Population experts in Bangladesh have lately been repeatedly harping on this pragmatic way out of the increasing pressure on its largest city: building fully-functioning satellite towns around Dhaka.
These small urban centres ought to be designed as fully-fledged urbanised settlements. The experts having vision cite the instances of a number of previously built tiny urban centres near the capital. A few of them have grown into sprawling, vibrant towns. They include Kaliganj, Savar, Dhamrai, Monohordi etc.
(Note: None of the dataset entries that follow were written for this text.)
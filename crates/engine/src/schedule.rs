use chrono::{DateTime, Datelike, Duration, FixedOffset, NaiveDate, NaiveTime, Utc, Weekday};

/// Wall-clock timing of the daily cycle, in exchange-local time.
///
/// Signals are staged `stage_lead_minutes` before the open, orders go out
/// `rebalance_offset_minutes` after the open, and the day is recorded at
/// the close. Trading days are Monday to Friday; exchange holidays are not
/// modelled, the feed simply has no closes for them.
#[derive(Debug, Clone)]
pub struct DailySchedule {
    pub market_open: NaiveTime,
    pub market_close: NaiveTime,
    pub utc_offset: FixedOffset,
    pub stage_lead_minutes: i64,
    pub rebalance_offset_minutes: i64,
}

impl Default for DailySchedule {
    fn default() -> Self {
        Self {
            market_open: NaiveTime::from_hms_opt(9, 30, 0).expect("valid open time"),
            market_close: NaiveTime::from_hms_opt(16, 0, 0).expect("valid close time"),
            utc_offset: FixedOffset::west_opt(5 * 3600).expect("valid UTC offset"),
            stage_lead_minutes: 30,
            rebalance_offset_minutes: 60,
        }
    }
}

impl DailySchedule {
    pub fn is_trading_day(&self, date: NaiveDate) -> bool {
        !matches!(date.weekday(), Weekday::Sat | Weekday::Sun)
    }

    /// First trading day strictly after `date`.
    pub fn next_trading_day(&self, date: NaiveDate) -> NaiveDate {
        let mut d = date + Duration::days(1);
        while !self.is_trading_day(d) {
            d += Duration::days(1);
        }
        d
    }

    /// Last trading day strictly before `date`; its close is the as-of
    /// data for the signal staged on `date`.
    pub fn previous_session(&self, date: NaiveDate) -> NaiveDate {
        let mut d = date - Duration::days(1);
        while !self.is_trading_day(d) {
            d -= Duration::days(1);
        }
        d
    }

    pub fn stage_at(&self, date: NaiveDate) -> DateTime<Utc> {
        self.at(date, self.market_open) - Duration::minutes(self.stage_lead_minutes)
    }

    pub fn rebalance_at(&self, date: NaiveDate) -> DateTime<Utc> {
        self.at(date, self.market_open) + Duration::minutes(self.rebalance_offset_minutes)
    }

    pub fn close_at(&self, date: NaiveDate) -> DateTime<Utc> {
        self.at(date, self.market_close)
    }

    /// The trading day whose rebalance is still ahead of `now`.
    pub fn next_cycle_day(&self, now: DateTime<Utc>) -> NaiveDate {
        let mut d = now.with_timezone(&self.utc_offset).date_naive();
        while !self.is_trading_day(d) || self.rebalance_at(d) <= now {
            d += Duration::days(1);
        }
        d
    }

    fn at(&self, date: NaiveDate, time: NaiveTime) -> DateTime<Utc> {
        let local = date.and_time(time);
        (local - Duration::seconds(self.utc_offset.local_minus_utc() as i64)).and_utc()
    }
}
use thiserror::Error;

use crate::DayPhase;

#[derive(Debug, Error)]
pub enum Error {
    #[error("Market data error: {0}")]
    Feed(String),

    #[error("Execution error: {0}")]
    Execution(String),

    #[error("Configuration error: {0}")]
    Config(String),

    #[error("JSON error: {0}")]
    Json(#[from] serde_json::Error),

    #[error("IO error: {0}")]
    Io(#[from] std::io::Error),

    #[error("Day cycle out of sequence: expected {expected}, got {found}")]
    OutOfSequence { expected: DayPhase, found: DayPhase },

    #[error("{0}")]
    Other(String),
}

pub type Result<T, E = Error> = std::result::Result<T, E>;
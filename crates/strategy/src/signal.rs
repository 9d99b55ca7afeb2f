use tracing::debug;

use common::{Asset, SignalRow, SkipReason, Skipped};

use crate::config::MomentumConfig;
use crate::indicators::SmaIndicator;

/// Turns an asset's trailing closes into a directional signal.
///
/// Pure: the same closes always produce the same row.
#[derive(Debug, Clone)]
pub struct SignalComputer {
    indicator: SmaIndicator,
    multiplier: f64,
}

impl SignalComputer {
    pub fn new(window_length: usize, multiplier: f64) -> Self {
        Self {
            indicator: SmaIndicator::new(window_length),
            multiplier,
        }
    }

    pub fn from_config(cfg: &MomentumConfig) -> Self {
        Self::new(cfg.window_length, cfg.signal_multiplier)
    }

    pub fn window_length(&self) -> usize {
        self.indicator.period
    }

    /// Evaluate one asset. `closes` is oldest first and ends with the close on
    /// the as-of date.
    ///
    /// Fewer than `window_length` closes, or any unusable price inside the
    /// window, excludes the asset for the day.
    pub fn evaluate(&self, asset: &Asset, closes: &[f64]) -> Result<SignalRow, SkipReason> {
        let required = self.indicator.period;
        if closes.len() < required {
            return Err(SkipReason::InsufficientHistory {
                required,
                available: closes.len(),
            });
        }

        let window = &closes[closes.len() - required..];
        if window.iter().any(|c| !c.is_finite() || *c <= 0.0) {
            return Err(SkipReason::InvalidPrice);
        }

        let reference = self
            .indicator
            .compute(window)
            .ok_or(SkipReason::InsufficientHistory {
                required,
                available: closes.len(),
            })?;
        let close = window[window.len() - 1];

        // Strict: a close exactly at the threshold is short.
        let signal = close > self.multiplier * reference;

        debug!(asset = %asset, close, reference, signal, "Signal computed");

        Ok(SignalRow {
            asset: asset.clone(),
            close,
            reference,
            signal,
        })
    }

    /// Evaluate a batch, splitting it into usable rows and excluded assets.
    pub fn evaluate_all<'a, I>(&self, inputs: I) -> (Vec<SignalRow>, Vec<Skipped>)
    where
        I: IntoIterator<Item = (&'a Asset, &'a [f64])>,
    {
        let mut rows = Vec::new();
        let mut excluded = Vec::new();
        for (asset, closes) in inputs {
            match self.evaluate(asset, closes) {
                Ok(row) => rows.push(row),
                Err(reason) => excluded.push(Skipped {
                    asset: asset.clone(),
                    reason,
                }),
            }
        }
        (rows, excluded)
    }
}
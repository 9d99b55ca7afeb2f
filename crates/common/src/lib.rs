pub mod config;
pub mod error;
pub mod exchange;
pub mod feed;
pub mod types;

pub use config::{Config, RunMode};
pub use error::{Error, Result};
pub use exchange::ExecutionClient;
pub use feed::MarketDataFeed;
pub use types::*;
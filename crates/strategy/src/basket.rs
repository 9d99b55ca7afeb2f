use common::{Basket, SignalRow};

/// Split signal rows into long and short baskets.
///
/// Every row lands in exactly one basket; the result does not depend on row order.
pub fn partition(rows: &[SignalRow]) -> Basket {
    let mut basket = Basket::default();
    for row in rows {
        if row.signal {
            basket.longs.insert(row.asset.clone());
        } else {
            basket.shorts.insert(row.asset.clone());
        }
    }
    basket
}

#[cfg(test)]
mod tests {
    use super::*;
    use common::Asset;

    fn row(asset: &str, signal: bool) -> SignalRow {
        SignalRow {
            asset: asset.into(),
            close: 1.0,
            reference: 1.0,
            signal,
        }
    }

    #[test]
    fn rows_split_by_signal() {
        let basket = partition(&[row("A", true), row("B", false), row("C", true)]);
        assert_eq!(
            basket.longs.iter().collect::<Vec<_>>(),
            vec![&Asset::from("A"), &Asset::from("C")]
        );
        assert_eq!(basket.shorts.iter().collect::<Vec<_>>(), vec![&Asset::from("B")]);
    }

    #[test]
    fn empty_rows_give_empty_basket() {
        let basket = partition(&[]);
        assert!(basket.is_empty());
        assert_eq!(basket.len(), 0);
    }

    #[test]
    fn order_does_not_matter() {
        let forward = partition(&[row("A", true), row("B", false)]);
        let backward = partition(&[row("B", false), row("A", true)]);
        assert_eq!(forward, backward);
    }
}
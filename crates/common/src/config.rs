use std::str::FromStr;

use serde::{Deserialize, Serialize};

use crate::{Asset, Error};

/// How the binary drives the daily cycle.
#[derive(Debug, Clone, Copy, PartialEq, Eq, Serialize, Deserialize)]
#[serde(rename_all = "lowercase")]
pub enum RunMode {
    /// Walk every session in the price file back to back.
    Replay,
    /// Wait for the wall-clock stage / rebalance / close instants.
    Scheduled,
}

impl FromStr for RunMode {
    type Err = Error;

    fn from_str(s: &str) -> Result<Self, Self::Err> {
        match s.trim().to_lowercase().as_str() {
            "replay" => Ok(RunMode::Replay),
            "scheduled" => Ok(RunMode::Scheduled),
            other => Err(Error::Config(format!(
                "RUN_MODE must be 'replay' or 'scheduled', got: '{other}'"
            ))),
        }
    }
}

impl std::fmt::Display for RunMode {
    fn fmt(&self, f: &mut std::fmt::Formatter<'_>) -> std::fmt::Result {
        match self {
            RunMode::Replay => write!(f, "replay"),
            RunMode::Scheduled => write!(f, "scheduled"),
        }
    }
}

/// All process configuration loaded from environment variables at startup.
/// Missing required variables cause an immediate panic with a clear message.
#[derive(Debug, Clone)]
pub struct Config {
    pub run_mode: RunMode,

    // Strategy config file path
    pub strategy_config_path: String,

    // Daily closes and universe for the in-memory feed
    pub price_data_path: String,

    // Assets the paper execution client reports as not tradable
    pub paper_non_tradable: Vec<Asset>,
}

impl Config {
    /// Load all configuration from environment variables.
    /// Loads `.env` if present. Panics on any missing required variable.
    pub fn from_env() -> Self {
        let _ = dotenvy::dotenv(); // ignore error if .env not present

        let run_mode = optional_env("RUN_MODE")
            .map(|v| v.parse::<RunMode>().unwrap_or_else(|e| panic!("ERROR: {e}")))
            .unwrap_or(RunMode::Replay);

        Config {
            run_mode,
            strategy_config_path: optional_env("STRATEGY_CONFIG_PATH")
                .unwrap_or_else(|| "config/momentum.toml".to_string()),
            price_data_path: required_env("PRICE_DATA_PATH"),
            paper_non_tradable: optional_env("PAPER_NON_TRADABLE")
                .map(|v| parse_asset_list(&v))
                .unwrap_or_default(),
        }
    }
}

/// Split a comma-separated symbol list, ignoring blanks.
pub fn parse_asset_list(raw: &str) -> Vec<Asset> {
    raw.split(',')
        .map(str::trim)
        .filter(|s| !s.is_empty())
        .map(Asset::from)
        .collect()
}

fn required_env(key: &str) -> String {
    std::env::var(key).unwrap_or_else(|_| {
        panic!("Required environment variable '{key}' is not set. Check your .env file.")
    })
}

fn optional_env(key: &str) -> Option<String> {
    std::env::var(key).ok()
}

#[cfg(test)]
mod tests {
    use super::*;

    #[test]
    fn run_mode_parses_case_insensitively() {
        assert_eq!("Replay".parse::<RunMode>().unwrap(), RunMode::Replay);
        assert_eq!(" scheduled ".parse::<RunMode>().unwrap(), RunMode::Scheduled);
        assert!(matches!("live".parse::<RunMode>(), Err(Error::Config(_))));
    }

    #[test]
    fn asset_list_skips_blanks() {
        let assets = parse_asset_list("AAPL, ,MSFT,");
        assert_eq!(assets, vec![Asset::from("AAPL"), Asset::from("MSFT")]);
    }
}
use async_trait::async_trait;

use crate::{Asset, Result, TargetPercentOrder};

/// Abstraction over the order-execution layer.
///
/// `PaperClient` implements this for simulation. A broker adapter for live
/// trading implements the same trait outside this workspace.
///
/// Only `RebalanceDriver` in `crates/engine` should hold a reference to a
/// `dyn ExecutionClient`.
#[async_trait]
pub trait ExecutionClient: Send + Sync {
    /// Whether the asset can be traded right now.
    async fn is_tradable(&self, asset: &Asset) -> Result<bool>;

    /// Move the holding in `order.asset` to `order.weight` of portfolio equity.
    async fn submit_target_percent(&self, order: &TargetPercentOrder) -> Result<()>;
}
Gazipur, once a sleepy riverside town, is now considered as one of the fast-emerging bustling cities not far from the capital. A flipside of this previous satellite town, located beside the Dhaka-Mymensingh Highway, is its present alarming scale of air pollution. According to various indexes, Gazipur's pollution level is found to be much higher than that of Dhaka. At a casual glance, the district town's frenzied growth cannot be separated from the capital. The once small town has over the last couple of decades witnessed mushrooming of myriad types of industries. Readymade garment (RMG) and textile factories top the list. Concomitantly, the number of Gazipur's permanent residents is fast spiralling out of control. To speak pithily, Gazipur has lost its place on the list of satellite towns long ago. The fast growth of this town and the Tongi industrial belt has veritably been phenomenal. This type of unbridled growth is viewed as something unwarranted.
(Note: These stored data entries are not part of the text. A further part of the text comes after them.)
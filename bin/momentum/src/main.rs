use std::sync::Arc;

use tracing::{info, warn};
use tracing_subscriber::EnvFilter;

use common::{Config, RunMode};
use engine::{DailySchedule, Engine, RebalanceDriver};
use paper::{InMemoryFeed, PaperClient};
use strategy::MomentumConfig;

#[tokio::main]
async fn main() {
    // ── Logging ──────────────────────────────────────────────────────────────
    tracing_subscriber::fmt()
        .with_env_filter(EnvFilter::from_default_env().add_directive("info".parse().unwrap()))
        .init();

    // ── Config ────────────────────────────────────────────────────────────────
    let cfg = Config::from_env();
    info!(mode = %cfg.run_mode, "Momentum rebalancer starting");

    let strategy_cfg = MomentumConfig::load(&cfg.strategy_config_path)
        .unwrap_or_else(|e| panic!("Strategy config error: {e}"));

    // ── Market data ───────────────────────────────────────────────────────────
    let feed = Arc::new(
        InMemoryFeed::from_file(&cfg.price_data_path)
            .unwrap_or_else(|e| panic!("Failed to load price data: {e}")),
    );
    let sessions = feed.sessions();

    // ── Execution ─────────────────────────────────────────────────────────────
    let client = Arc::new(PaperClient::new(cfg.paper_non_tradable.clone()));
    let holdings = client.holdings_handle();
    let driver = RebalanceDriver::new(client);

    let engine = Engine::new(&strategy_cfg, feed, driver);

    match cfg.run_mode {
        RunMode::Replay => {
            if sessions.len() < 2 {
                warn!(sessions = sessions.len(), "Price file needs at least two sessions to replay");
                return;
            }
            let reports = engine.replay(&sessions).await;
            info!(days = reports.len(), "Replay complete");

            for (asset, weight) in holdings.read().await.iter() {
                info!(asset = %asset, weight, "Final paper holding");
            }
        }
        RunMode::Scheduled => {
            tokio::select! {
                _ = engine.run_scheduled(DailySchedule::default()) => {}
                _ = tokio::signal::ctrl_c() => {
                    info!("Shutdown signal received. Exiting.");
                }
            }
        }
    }
}
//! Report Emission
//!
//! Serializes dependency decisions in stable, machine-parseable forms.

use droid_deps_core::Result;

use crate::resolver::DependencyDecision;

/// Emits dependency decisions for downstream consumption and logging.
pub struct ReportEmitter;

impl ReportEmitter {
    /// One canonical-path line per component, in the decision's stable
    /// order, so downstream text matching is reproducible across runs.
    pub fn emit(decision: &DependencyDecision) -> Vec<String> {
        decision
            .components()
            .iter()
            .map(|c| c.id.canonical_path())
            .collect()
    }

    /// JSON form carrying per-component status.
    pub fn emit_json(decision: &DependencyDecision) -> Result<String> {
        Ok(serde_json::to_string_pretty(decision)?)
    }
}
In fact, urban planners look forward to setting up of many sparsely populated and pollution-free smaller towns around the capital Dhaka. But they also emphasise a precondition. The newly built towns ought to be self-sustaining complete with all essential urban services. This prerequisite has long been associated with the one of administrative decentralisation. The smaller urban centres ought to be empowered with capacity to enjoy the fruits of devolution. Experts believe this particular step might deter many locals from deserting their towns for the capital or large metropolises. Sufficient scopes for both skilled and unskilled jobs emerge as another incentive for the residents of these towns.
It's encouraging to note that the slowly growing small cities around Dhaka have not failed to draw their permanent residents. Given the fast galloping population of the country itself, there should not be any dearth of people willing to move to the newly set up towns. In the task, the authorities need not worry about the right and conveniently located sites. These towns can be built in areas having skeletal structures required for establishing a new urban centre. The foremost imperative relates to the construction of road networks, forming municipal authorities and public utility centres like hospitals, schools etc.
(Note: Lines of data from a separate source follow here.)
//! Installer Driver
//!
//! Drives an external package installer for missing components, with
//! license-acceptance gating and per-component result aggregation.

use std::path::PathBuf;
use std::process::Stdio;
use std::time::Duration;

use async_trait::async_trait;
use serde::Serialize;
use tokio::process::Command;
use tracing::{debug, info, warn};

use droid_deps_core::{DepsError, Result};

use crate::component::ComponentId;
use crate::resolver::DependencyDecision;

/// Outcome of a single component installation attempt.
#[derive(Debug, Clone, PartialEq, Eq, Serialize)]
#[serde(tag = "outcome", rename_all = "kebab-case")]
pub enum InstallOutcome {
    Installed,
    Failed { reason: String },
    /// The installer is known to be unreliable on the current OS.
    UnsupportedPlatform { reason: String },
    Cancelled,
}

/// External package installer collaborator.
///
/// Implementations perform the actual fetch/unpack; this crate only drives
/// them.
#[async_trait]
pub trait PackageInstaller: Send + Sync {
    /// Whether installing this component requires license acceptance.
    fn requires_license(&self, component: &ComponentId) -> bool;

    /// Install one component. Must not prompt; license acceptance has
    /// already been granted when this is called.
    async fn install(&self, component: &ComponentId) -> InstallOutcome;
}

/// Aggregate result of an installation run.
#[derive(Debug, Clone, Default, PartialEq, Eq, Serialize)]
pub struct InstallReport {
    /// Components successfully installed
    pub installed: Vec<ComponentId>,
    /// Components that failed, with reasons
    pub failed: Vec<(ComponentId, String)>,
}

impl InstallReport {
    /// Number of installations attempted.
    pub fn attempted(&self) -> usize {
        self.installed.len() + self.failed.len()
    }

    /// Overall success: every required installation succeeded.
    pub fn ok(&self) -> bool {
        self.failed.is_empty()
    }
}

/// Drives the external installer over a dependency decision.
pub struct InstallerDriver<I: PackageInstaller> {
    installer: I,
    timeout: Option<Duration>,
}

impl<I: PackageInstaller> InstallerDriver<I> {
    pub fn new(installer: I) -> Self {
        Self {
            installer,
            timeout: None,
        }
    }

    /// Bound each installer invocation; expiry is reported as cancellation.
    pub fn with_timeout(mut self, timeout: Duration) -> Self {
        self.timeout = Some(timeout);
        self
    }

    /// Install every must-install component in the decision.
    ///
    /// License gate is all-or-nothing: if acceptance was not granted and
    /// any candidate requires it, nothing is attempted. A per-component
    /// failure does not abort the remaining installations; the report is
    /// only `ok()` when all of them succeeded. Unsupported-platform and
    /// cancellation abort with their own error variants so callers can
    /// skip or unwind rather than misreport success.
    pub async fn install(
        &self,
        decision: &DependencyDecision,
        accept_licenses: bool,
    ) -> Result<InstallReport> {
        let missing: Vec<&ComponentId> = decision.missing().collect();

        if missing.is_empty() {
            info!("No SDK components to install");
            return Ok(InstallReport::default());
        }

        if !accept_licenses {
            if let Some(component) = missing
                .iter()
                .find(|c| self.installer.requires_license(c))
            {
                return Err(DepsError::LicenseRequired(component.to_string()));
            }
        }

        let mut report = InstallReport::default();

        for component in missing {
            info!("Installing {}", component);

            let attempt = self.installer.install(component);
            let outcome = match self.timeout {
                Some(limit) => tokio::time::timeout(limit, attempt)
                    .await
                    .unwrap_or(InstallOutcome::Cancelled),
                None => attempt.await,
            };

            match outcome {
                InstallOutcome::Installed => {
                    info!("Installed {}", component);
                    report.installed.push(component.clone());
                }
                InstallOutcome::Failed { reason } => {
                    warn!("Failed to install {}: {}", component, reason);
                    report.failed.push((component.clone(), reason));
                }
                InstallOutcome::UnsupportedPlatform { reason } => {
                    return Err(DepsError::UnsupportedPlatform(reason));
                }
                InstallOutcome::Cancelled => {
                    warn!("Installation of {} was cancelled", component);
                    return Err(DepsError::Cancelled);
                }
            }
        }

        info!(
            "Installation finished: {} installed, {} failed",
            report.installed.len(),
            report.failed.len()
        );

        Ok(report)
    }
}

/// Installer backed by the Android `sdkmanager` command-line tool.
pub struct SdkManagerInstaller {
    sdk_root: PathBuf,
    sdkmanager_path: PathBuf,
}

impl SdkManagerInstaller {
    /// Locate `sdkmanager` under the SDK root.
    pub fn new(sdk_root: PathBuf) -> Result<Self> {
        let sdkmanager_path = Self::find_sdkmanager(&sdk_root).ok_or_else(|| {
            DepsError::Configuration(format!(
                "sdkmanager not found under {:?}; install cmdline-tools first",
                sdk_root
            ))
        })?;

        Ok(Self {
            sdk_root,
            sdkmanager_path,
        })
    }

    /// Find the sdkmanager executable
    fn find_sdkmanager(sdk_root: &std::path::Path) -> Option<PathBuf> {
        let exe_name = if cfg!(windows) { "sdkmanager.bat" } else { "sdkmanager" };

        // Preferred: cmdline-tools/latest
        let path = sdk_root
            .join("cmdline-tools")
            .join("latest")
            .join("bin")
            .join(exe_name);
        if path.exists() {
            return Some(path);
        }

        // Versioned cmdline-tools
        let cmdline_tools = sdk_root.join("cmdline-tools");
        if let Ok(entries) = std::fs::read_dir(&cmdline_tools) {
            for entry in entries.flatten() {
                let path = entry.path().join("bin").join(exe_name);
                if path.exists() {
                    return Some(path);
                }
            }
        }

        // Legacy tools directory
        let path = sdk_root.join("tools").join("bin").join(exe_name);
        if path.exists() {
            return Some(path);
        }

        None
    }

    fn create_command(&self) -> Command {
        let mut cmd = Command::new(&self.sdkmanager_path);
        cmd.env("ANDROID_SDK_ROOT", &self.sdk_root);
        cmd.env("ANDROID_HOME", &self.sdk_root);
        cmd
    }
}

#[async_trait]
impl PackageInstaller for SdkManagerInstaller {
    fn requires_license(&self, _component: &ComponentId) -> bool {
        // Every SDK package ships under a license that must be accepted.
        true
    }

    async fn install(&self, component: &ComponentId) -> InstallOutcome {
        if cfg!(windows) {
            // sdkmanager-driven installs are unreliable on Windows; callers
            // should skip rather than misreport success.
            return InstallOutcome::UnsupportedPlatform {
                reason: "sdkmanager installs are not supported on Windows".to_string(),
            };
        }

        let package = component.package_name();
        debug!("Invoking sdkmanager for {}", package);

        let mut child = match self
            .create_command()
            .arg(&package)
            .stdin(Stdio::piped())
            .stdout(Stdio::piped())
            .stderr(Stdio::piped())
            .spawn()
        {
            Ok(child) => child,
            Err(e) => {
                return InstallOutcome::Failed {
                    reason: format!("failed to spawn sdkmanager: {}", e),
                }
            }
        };

        // Confirm remaining prompts; licenses were accepted up front.
        if let Some(mut stdin) = child.stdin.take() {
            use tokio::io::AsyncWriteExt;
            for _ in 0..10 {
                if stdin.write_all(b"y\n").await.is_err() {
                    break;
                }
            }
        }

        match child.wait_with_output().await {
            Ok(output) if output.status.success() => InstallOutcome::Installed,
            Ok(output) => InstallOutcome::Failed {
                reason: String::from_utf8_lossy(&output.stderr).trim().to_string(),
            },
            Err(e) => InstallOutcome::Failed {
                reason: format!("sdkmanager did not exit cleanly: {}", e),
            },
        }
    }
}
In this regard, the sites like Sonargaon, Gazaria, Ghorashal or Pubail could be brought into the focus of the relevant authorities. These places are not too far from Dhaka. Many people have already started residing in these places. They have become used to commuting to Dhaka by buses, motor launches or railway to attend office and conduct businesses. There are many such places around Dhaka --- ideal for transforming them into small towns. Few large metropolises in the world could have coped with their ever-burgeoning populations without suburban towns. There are ready examples like Jamaica, Queens or Greenville in New York, or West Ham, Greenwich etc in greater London.